*** Begin section ***
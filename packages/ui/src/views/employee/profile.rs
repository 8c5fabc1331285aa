use api::{Access, UserType, ViewState};
use dioxus::prelude::*;

use crate::records::{use_record, Notice};
use crate::views::ProfileCard;

#[component]
pub fn EmployeeProfileView() -> Element {
    let profile = use_record(Access::Kind(UserType::PanchayatEmployee), |client| async move {
        client.employee().profile().await
    });

    let state = profile.read();
    match &*state {
        ViewState::Ready(profile) => rsx! {
            ProfileCard { title: "Employee Profile", rows: profile.rows() }
        },
        other => rsx! {
            div {
                class: "view-page",
                Notice { text: other.notice().unwrap_or("Loading...").to_string() }
            }
        },
    }
}
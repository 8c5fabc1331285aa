use api::models::{IssueFilter, IssueStatus, StatusUpdate};
use api::query::SortOrder;
use api::{Access, Role};
use dioxus::prelude::*;

use crate::auth::use_client;
use crate::banner::{use_banner, BannerView};
use crate::form::Choice;
use crate::records::{use_records, Notice};

const ACCESS: Access = Access::employee(Role::Issues);

fn status_options() -> Vec<(String, String)> {
    IssueStatus::SETTABLE
        .iter()
        .map(|s| (s.as_str().to_string(), s.label().to_string()))
        .collect()
}

#[component]
pub fn EmployeeIssues() -> Element {
    let client = use_client();
    let banner = use_banner();
    let status_filter = use_signal(String::new);
    let order = use_signal(String::new);

    let records = use_records(ACCESS, banner, |client| async move {
        client.employee().issues().await
    });

    let filter = IssueFilter {
        status: Some(status_filter())
            .filter(|s| !s.is_empty())
            .map(|s| IssueStatus::parse(&s)),
        order: SortOrder::parse(&order()),
    };
    let rows = filter.apply(&records.rows());

    let set_status = move |issue_id: i64, raw: String| {
        let update = StatusUpdate {
            issue_id,
            status: IssueStatus::parse(&raw),
        };
        let client = client.clone();
        records.mutate(banner, "Status updated.", async move {
            client.employee().set_issue_status(&update).await
        });
    };

    rsx! {
        div {
            class: "view-page",
            h1 { class: "view-title", "Issues" }
            BannerView { banner }
            div {
                class: "filters",
                Choice {
                    label: "Status",
                    value: status_filter,
                    placeholder: "All",
                    options: status_options(),
                }
                Choice {
                    label: "Sort by ID",
                    value: order,
                    placeholder: "Unsorted",
                    options: vec![
                        ("asc".to_string(), "Oldest first".to_string()),
                        ("desc".to_string(), "Newest first".to_string()),
                    ],
                }
            }
            if let Some(text) = records.notice() {
                Notice { text }
            } else {
                table {
                    class: "data-table",
                    thead {
                        tr {
                            th { "#" }
                            th { "Description" }
                            th { "Reported by" }
                            th { "Status" }
                        }
                    }
                    tbody {
                        for issue in rows {
                            tr {
                                key: "{issue.id}",
                                td { "{issue.id}" }
                                td { "{issue.description}" }
                                td { "{issue.reporter}" }
                                td {
                                    select {
                                        value: "{issue.status.as_str()}",
                                        onchange: {
                                            let set_status = set_status.clone();
                                            move |evt: FormEvent| set_status(issue.id, evt.value())
                                        },
                                        for status in IssueStatus::SETTABLE {
                                            option {
                                                key: "{status.as_str()}",
                                                value: "{status.as_str()}",
                                                selected: status == issue.status,
                                                "{status.label()}"
                                            }
                                        }
                                    }
                                }
                            }
                        }
                    }
                }
            }
        }
    }
}
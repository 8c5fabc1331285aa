use api::models::{CostUpdate, InfrastructureProject};
use api::query::parse_bound;
use api::{Access, Role};
use dioxus::prelude::*;

use crate::auth::use_client;
use crate::banner::{use_banner, BannerView};
use crate::form::{amount, Field};
use crate::records::{use_records, Notice};
use crate::views::ModalOverlay;

const ACCESS: Access = Access::employee(Role::Infrastructure);

#[component]
pub fn EmployeeInfrastructure() -> Element {
    let client = use_client();
    let mut banner = use_banner();
    let mut updating = use_signal(|| Option::<InfrastructureProject>::None);
    let mut new_cost = use_signal(String::new);

    let records = use_records(ACCESS, banner, |client| async move {
        client.employee().infrastructure().await
    });

    let mut open = move |project: InfrastructureProject| {
        new_cost.set(project.actual_cost.to_string());
        updating.set(Some(project));
    };

    let save = move |evt: FormEvent| {
        evt.prevent_default();
        let Some(project) = updating() else {
            return;
        };
        let actual_cost = match parse_bound(&new_cost()) {
            Some(cost) if cost >= 0.0 => cost,
            _ => {
                banner.error("Actual cost must be a non-negative number.");
                return;
            }
        };
        updating.set(None);
        let update = CostUpdate {
            id: project.id,
            actual_cost,
        };
        let client = client.clone();
        records.mutate(banner, "Actual cost updated.", async move {
            client.employee().update_actual_cost(update).await
        });
    };

    rsx! {
        div {
            class: "view-page",
            h1 { class: "view-title", "Infrastructure" }
            BannerView { banner }

            if let Some(text) = records.notice() {
                Notice { text }
            } else {
                table {
                    class: "data-table",
                    thead {
                        tr {
                            th { "Description" }
                            th { "Location" }
                            th { "Funding" }
                            th { "Actual Cost" }
                            th { "Agency" }
                            th {}
                        }
                    }
                    tbody {
                        for project in records.rows() {
                            tr {
                                key: "{project.id}",
                                td { {project.description().to_string()} }
                                td { {project.location().to_string()} }
                                td { class: "num", {amount(project.funding)} }
                                td {
                                    class: if project.overrun() > 0.0 { "num over-budget" } else { "num" },
                                    {amount(project.actual_cost)}
                                }
                                td { {project.agency.clone().unwrap_or_default()} }
                                td {
                                    button {
                                        class: "btn btn-secondary",
                                        onclick: {
                                            let project = project.clone();
                                            move |_| open(project.clone())
                                        },
                                        "Update Cost"
                                    }
                                }
                            }
                        }
                    }
                }
            }

            if let Some(project) = updating() {
                ModalOverlay {
                    title: "Update Actual Cost",
                    on_close: move |_| updating.set(None),
                    form {
                        class: "modal-form",
                        onsubmit: save,
                        p { "Updating actual cost for: " strong { {project.description().to_string()} } }
                        Field { label: "New actual cost", value: new_cost, r#type: "number" }
                        button { class: "btn btn-primary", r#type: "submit", "Update" }
                    }
                }
            }
        }
    }
}
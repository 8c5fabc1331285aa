use api::models::EnvironmentalRecord;
use api::query::parse_bound;
use api::{Access, Role};
use dioxus::prelude::*;

use crate::auth::use_client;
use crate::banner::{use_banner, BannerView};
use crate::form::{amount, Field};
use crate::records::{use_records, Notice};
use crate::views::ModalOverlay;

const ACCESS: Access = Access::employee(Role::EnvironmentalData);

/// Measurement inputs in table order.
const MEASURES: [&str; 6] = [
    "AQI",
    "Forest cover (%)",
    "ODF",
    "Afforestation",
    "Precipitation",
    "Water quality",
];

fn record_from(year: &str, values: &[String; 6]) -> Result<EnvironmentalRecord, String> {
    let year = year
        .trim()
        .parse::<i32>()
        .map_err(|_| "Year must be a whole number.".to_string())?;
    let mut parsed = [0.0; 6];
    for (slot, (raw, label)) in parsed.iter_mut().zip(values.iter().zip(MEASURES)) {
        if !raw.trim().is_empty() {
            *slot = parse_bound(raw).ok_or_else(|| format!("{label} must be a number."))?;
        }
    }
    let [aqi, forest_cover, odf, afforestation, precipitation, water_quality] = parsed;
    let record = EnvironmentalRecord {
        year,
        aqi,
        forest_cover,
        odf,
        afforestation,
        precipitation,
        water_quality,
    };
    record.validate()?;
    Ok(record)
}

#[component]
pub fn EmployeeEnvironment() -> Element {
    let client = use_client();
    let mut banner = use_banner();

    let mut year_filter = use_signal(String::new);
    let mut creating = use_signal(|| false);
    let mut new_year = use_signal(String::new);
    let measures: [Signal<String>; 6] =
        use_hook(|| std::array::from_fn(|_| Signal::new(String::new())));

    let records = use_records(ACCESS, banner, move |client| {
        let year = year_filter();
        async move { client.employee().environmental_data(&year).await }
    });

    let mut open = move || {
        new_year.set(current_year().to_string());
        for mut field in measures {
            field.set(String::new());
        }
        creating.set(true);
    };

    let save = {
        let client = client.clone();
        move |evt: FormEvent| {
            evt.prevent_default();
            let values = measures.map(|field| field());
            let record = match record_from(&new_year(), &values) {
                Ok(record) => record,
                Err(message) => {
                    banner.error(message);
                    return;
                }
            };
            creating.set(false);
            let client = client.clone();
            records.mutate(banner, "Environmental data added.", async move {
                client.employee().add_environmental(&record).await
            });
        }
    };

    let delete = move |year: i32| {
        let client = client.clone();
        records.mutate(banner, format!("Data for {year} deleted."), async move {
            client.employee().delete_environmental(year).await
        });
    };

    rsx! {
        div {
            class: "view-page",
            h1 { class: "view-title", "Environmental Data" }
            BannerView { banner }

            div {
                class: "toolbar",
                input {
                    class: "search",
                    r#type: "number",
                    placeholder: "Filter by year",
                    value: "{year_filter}",
                    oninput: move |evt: FormEvent| year_filter.set(evt.value()),
                }
                button {
                    class: "btn btn-primary",
                    onclick: move |_| open(),
                    "Add Data"
                }
            }

            if let Some(text) = records.notice() {
                Notice { text }
            } else {
                table {
                    class: "data-table",
                    thead {
                        tr {
                            th { "Year" }
                            for label in MEASURES {
                                th { key: "{label}", "{label}" }
                            }
                            th {}
                        }
                    }
                    tbody {
                        for record in records.rows() {
                            tr {
                                key: "{record.year}",
                                td { "{record.year}" }
                                td { class: "num", {amount(record.aqi)} }
                                td { class: "num", {amount(record.forest_cover)} }
                                td { class: "num", {amount(record.odf)} }
                                td { class: "num", {amount(record.afforestation)} }
                                td { class: "num", {amount(record.precipitation)} }
                                td { class: "num", {amount(record.water_quality)} }
                                td {
                                    button {
                                        class: "btn btn-danger",
                                        onclick: {
                                            let delete = delete.clone();
                                            move |_| delete(record.year)
                                        },
                                        "Delete"
                                    }
                                }
                            }
                        }
                    }
                }
            }

            if creating() {
                ModalOverlay {
                    title: "Add Environmental Data",
                    on_close: move |_| creating.set(false),
                    form {
                        class: "modal-form",
                        onsubmit: save,
                        Field { label: "Year", value: new_year, r#type: "number" }
                        for (label, value) in MEASURES.into_iter().zip(measures) {
                            Field { key: "{label}", label, value, r#type: "number" }
                        }
                        button { class: "btn btn-primary", r#type: "submit", "Save" }
                    }
                }
            }
        }
    }
}

#[cfg(target_arch = "wasm32")]
fn current_year() -> i32 {
    js_sys::Date::new_0().get_full_year() as i32
}

#[cfg(not(target_arch = "wasm32"))]
fn current_year() -> i32 {
    // Seconds per mean Gregorian year
    std::time::SystemTime::now()
        .duration_since(std::time::UNIX_EPOCH)
        .map(|d| 1970 + (d.as_secs() / 31_556_952) as i32)
        .unwrap_or(2024)
}
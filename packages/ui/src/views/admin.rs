use api::models::{UserAccount, UserColumn, UserFilter};
use api::{Access, UserType};
use dioxus::prelude::*;

use crate::auth::use_client;
use crate::banner::{use_banner, BannerView};
use crate::chart::{census_series, LineChart};
use crate::form::{Choice, SortHeader};
use crate::records::{use_records, Notice};

const ADMIN: Access = Access::Kind(UserType::Admin);

fn type_options() -> Vec<(String, String)> {
    UserType::ALL
        .into_iter()
        .filter(|t| *t != UserType::Admin)
        .map(|t| (t.as_str().to_string(), t.label().to_string()))
        .collect()
}

fn user_filter(user_type: &str, verified: &str, column: UserColumn) -> UserFilter {
    UserFilter {
        user_type: user_type.parse().ok(),
        verified: verified.parse().ok(),
        column,
    }
}

fn arrow(active: bool) -> Option<&'static str> {
    active.then_some("▲")
}

#[component]
pub fn AdminDashboard() -> Element {
    let client = use_client();
    let banner = use_banner();

    let user_type = use_signal(String::new);
    let verified = use_signal(String::new);
    let mut column = use_signal(UserColumn::default);

    let users = use_records(ADMIN, banner, move |client| {
        let filter = user_filter(&user_type(), &verified(), UserColumn::default());
        async move { client.admin().users(&filter).await }
    });
    let census = use_records(ADMIN, banner, |client| async move {
        client.public().census().await
    });
    let activity = use_records(ADMIN, banner, |client| async move {
        client.admin().activity_log().await
    });

    let rows = user_filter(&user_type(), &verified(), column()).apply(&users.rows());

    let verify = {
        let client = client.clone();
        move |user: UserAccount, validation: bool| {
            let verb = if validation { "verified" } else { "unverified" };
            let message = format!("{} {verb}.", user.user_name);
            let client = client.clone();
            users.mutate(banner, message, async move {
                client.admin().verify_user(user.id, validation).await
            });
        }
    };

    let delete = {
        let client = client.clone();
        move |user: UserAccount| {
            let message = format!("{} deleted.", user.user_name);
            let client = client.clone();
            users.mutate(banner, message, async move {
                client.admin().delete_user(user.id).await
            });
        }
    };

    let snapshot = move |_: MouseEvent| {
        let client = client.clone();
        census.mutate(banner, "Census snapshot recorded.", async move {
            client.admin().snapshot_census().await
        });
    };

    let (labels, series) = census_series(&census.rows());

    rsx! {
        div {
            class: "view-page",
            h1 { class: "view-title", "Admin Dashboard" }
            BannerView { banner }

            section {
                class: "card",
                div {
                    class: "toolbar",
                    h2 { class: "section-title", "Census" }
                    button {
                        class: "btn btn-primary",
                        onclick: snapshot,
                        "Take Census Snapshot"
                    }
                }
                if let Some(text) = census.notice() {
                    Notice { text }
                } else {
                    LineChart { title: "Year-wise Census Trends", labels, series }
                }
            }

            h2 { class: "section-title", "Users" }
            div {
                class: "filters",
                Choice {
                    label: "User type",
                    value: user_type,
                    placeholder: "All user types",
                    options: type_options(),
                }
                Choice {
                    label: "Verification",
                    value: verified,
                    placeholder: "All",
                    options: vec![
                        ("true".to_string(), "Verified".to_string()),
                        ("false".to_string(), "Not verified".to_string()),
                    ],
                }
            }

            if let Some(text) = users.notice() {
                Notice { text }
            } else {
                table {
                    class: "data-table",
                    thead {
                        tr {
                            SortHeader {
                                label: "User Name",
                                arrow: arrow(column() == UserColumn::UserName),
                                onclick: move |_| column.set(UserColumn::UserName),
                            }
                            SortHeader {
                                label: "Type",
                                arrow: arrow(column() == UserColumn::UserType),
                                onclick: move |_| column.set(UserColumn::UserType),
                            }
                            th { "Email" }
                            th { "Contact" }
                            th { "Verified" }
                            th { "Actions" }
                        }
                    }
                    tbody {
                        for user in rows {
                            tr {
                                key: "{user.id}",
                                td { "{user.user_name}" }
                                td { {user.kind().map(|k| k.label().to_string()).unwrap_or_else(|| user.user_type.clone())} }
                                td { "{user.email}" }
                                td { "{user.contact_number}" }
                                td { if user.is_verified { "Yes" } else { "No" } }
                                td {
                                    class: "actions",
                                    button {
                                        class: "btn btn-secondary",
                                        onclick: {
                                            let verify = verify.clone();
                                            let user = user.clone();
                                            move |_| verify(user.clone(), !user.is_verified)
                                        },
                                        if user.is_verified { "Unverify" } else { "Verify" }
                                    }
                                    button {
                                        class: "btn btn-danger",
                                        onclick: {
                                            let delete = delete.clone();
                                            let user = user.clone();
                                            move |_| delete(user.clone())
                                        },
                                        "Delete"
                                    }
                                }
                            }
                        }
                    }
                }
            }

            h2 { class: "section-title", "Activity Log" }
            if let Some(text) = activity.notice() {
                Notice { text }
            } else {
                table {
                    class: "data-table",
                    thead {
                        tr {
                            th { "Time" }
                            th { "By" }
                            th { "Affected user" }
                            th { "Field" }
                            th { "Old value" }
                            th { "New value" }
                        }
                    }
                    tbody {
                        for entry in activity.rows() {
                            tr {
                                key: "{entry.id}",
                                td { "{entry.time}" }
                                td { "{entry.actor}" }
                                td { "{entry.affected_user}" }
                                td { "{entry.field}" }
                                td { {entry.old_value.clone().unwrap_or_default()} }
                                td { {entry.new_value.clone().unwrap_or_default()} }
                            }
                        }
                    }
                }
            }
        }
    }
}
*** End section ***
▶ [Work required]: Going through the material, count each line that carries the word "title", and output only that count.

▶ [Solution for this exercise]: 11